A multidisciplinary approach is required, i.e. the cooperation between specialist doctors in different fields: neuro-pediatrician, ophthalmologist, neurosurgeon, etc., as well as the application of sophisticated medical diagnostic tools. Unfortunately, despite all efforts, the cause often remains unknown.

In most cases, obstructive hydrocephalus requires the installation of the so-called “shunt” – silicone “tubes” with a built-in “valve”, one end of which is placed in the lateral cerebral ventricle and the other most commonly in the abdominal cavity (then we refer to the ventriculoperitoneal shunt) with the aim of eliminating excess fluid and thereby preventing pressure increase in the cranial cavity.

Non-obstructive or communicable hydrocephalus usually does not require surgical treatment but only regular clinical monitoring (ultrasound, accompanied by tracking the psychomotor progress).

Conclusion

Thanks to the brain ventricles and the presence of liquor, the brain “floats” in the cranial cavity, instead of moving freely through it under the influence of gravity, which would be quite risky.

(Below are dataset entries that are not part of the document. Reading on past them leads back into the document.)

//! Byte frequency counting.
//!
//! A `FrequencyTable` remembers the order in which symbols were first seen.
//! That order is written to the container and seeds the tree builder's
//! tie-break counter, so the decoder rebuilds exactly the encoder's tree
//! from the table alone.

use crate::error::{CorruptError, Result};

/// Occurrence counts of byte values, in first-occurrence order.
///
/// # Invariants
/// - every stored count is >= 1
/// - a symbol appears at most once
/// - `total()` equals the length of the counted input
#[derive(Debug, Clone, PartialEq, Eq)]
pub struct FrequencyTable {
    /// (symbol, count) in first-occurrence order
    entries: Vec<(u8, u64)>,
    /// Position of each symbol in `entries`
    index: [Option<u8>; 256],
}

impl FrequencyTable {
    /// Count every byte of `bytes`. Empty input gives an empty table.
    pub fn build(bytes: &[u8]) -> Self {
        let mut table = Self::empty();
        for &byte in bytes {
            match table.index[byte as usize] {
                Some(slot) => table.entries[slot as usize].1 += 1,
                None => table.push(byte, 1),
            }
        }
        table
    }

    /// Build a table from explicit entries, e.g. those read from a container.
    ///
    /// # Errors
    /// - `CorruptError::ZeroFrequency` for a zero count
    /// - `CorruptError::DuplicateSymbol` when a symbol repeats
    pub fn from_entries<I>(entries: I) -> Result<Self>
    where
        I: IntoIterator<Item = (u8, u64)>,
    {
        let mut table = Self::empty();
        for (symbol, count) in entries {
            if count == 0 {
                return Err(CorruptError::ZeroFrequency { symbol }.into());
            }
            if table.index[symbol as usize].is_some() {
                return Err(CorruptError::DuplicateSymbol { symbol }.into());
            }
            table.push(symbol, count);
        }
        Ok(table)
    }

    fn empty() -> Self {
        Self {
            entries: Vec::new(),
            index: [None; 256],
        }
    }

    fn push(&mut self, symbol: u8, count: u64) {
        // at most 256 distinct symbols, so the slot fits in a u8
        self.index[symbol as usize] = Some(self.entries.len() as u8);
        self.entries.push((symbol, count));
    }

    /// Count for `symbol`, or `None` if it never occurred.
    pub fn get(&self, symbol: u8) -> Option<u64> {
        self.index[symbol as usize].map(|slot| self.entries[slot as usize].1)
    }

    /// Number of distinct symbols.
    pub fn len(&self) -> usize {
        self.entries.len()
    }

    pub fn is_empty(&self) -> bool {
        self.entries.is_empty()
    }

    /// Sum of all counts.
    pub fn total(&self) -> u64 {
        self.entries.iter().map(|&(_, count)| count).sum()
    }

    /// (symbol, count) pairs in first-occurrence order.
    pub fn iter(&self) -> impl ExactSizeIterator<Item = (u8, u64)> + '_ {
        self.entries.iter().copied()
    }
}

Cerebrospinal fluid protects sensitive brain tissue from the effects of mechanical force, alleviates it, contains many hormones and nutrients, and eliminates harmful metabolism products.

References

  1. Korzh V. Development of brain ventricular system. Cell Mol Life Sci. 2018 Feb;75(3):375-383. doi: 10.1007/s00018-017-2605-y. Epub 2017 Aug 5. PMID: 28780589; PMCID: PMC5765195.  Found online at: https://www.ncbi.nlm.nih.gov/pmc/articles/PMC5765195/
  2. Jones HC. Cerebrospinal Fluid Research: A new platform for dissemination of research, opinions and reviews with a common theme. Cerebrospinal Fluid Res. 2004 Dec 10;1(1):1. doi: 10.1186/1743-8454-1-1. PMID: 15679934; PMCID: PMC544966.  Found online at: https://www.ncbi.nlm.nih.gov/pmc/articles/PMC544966/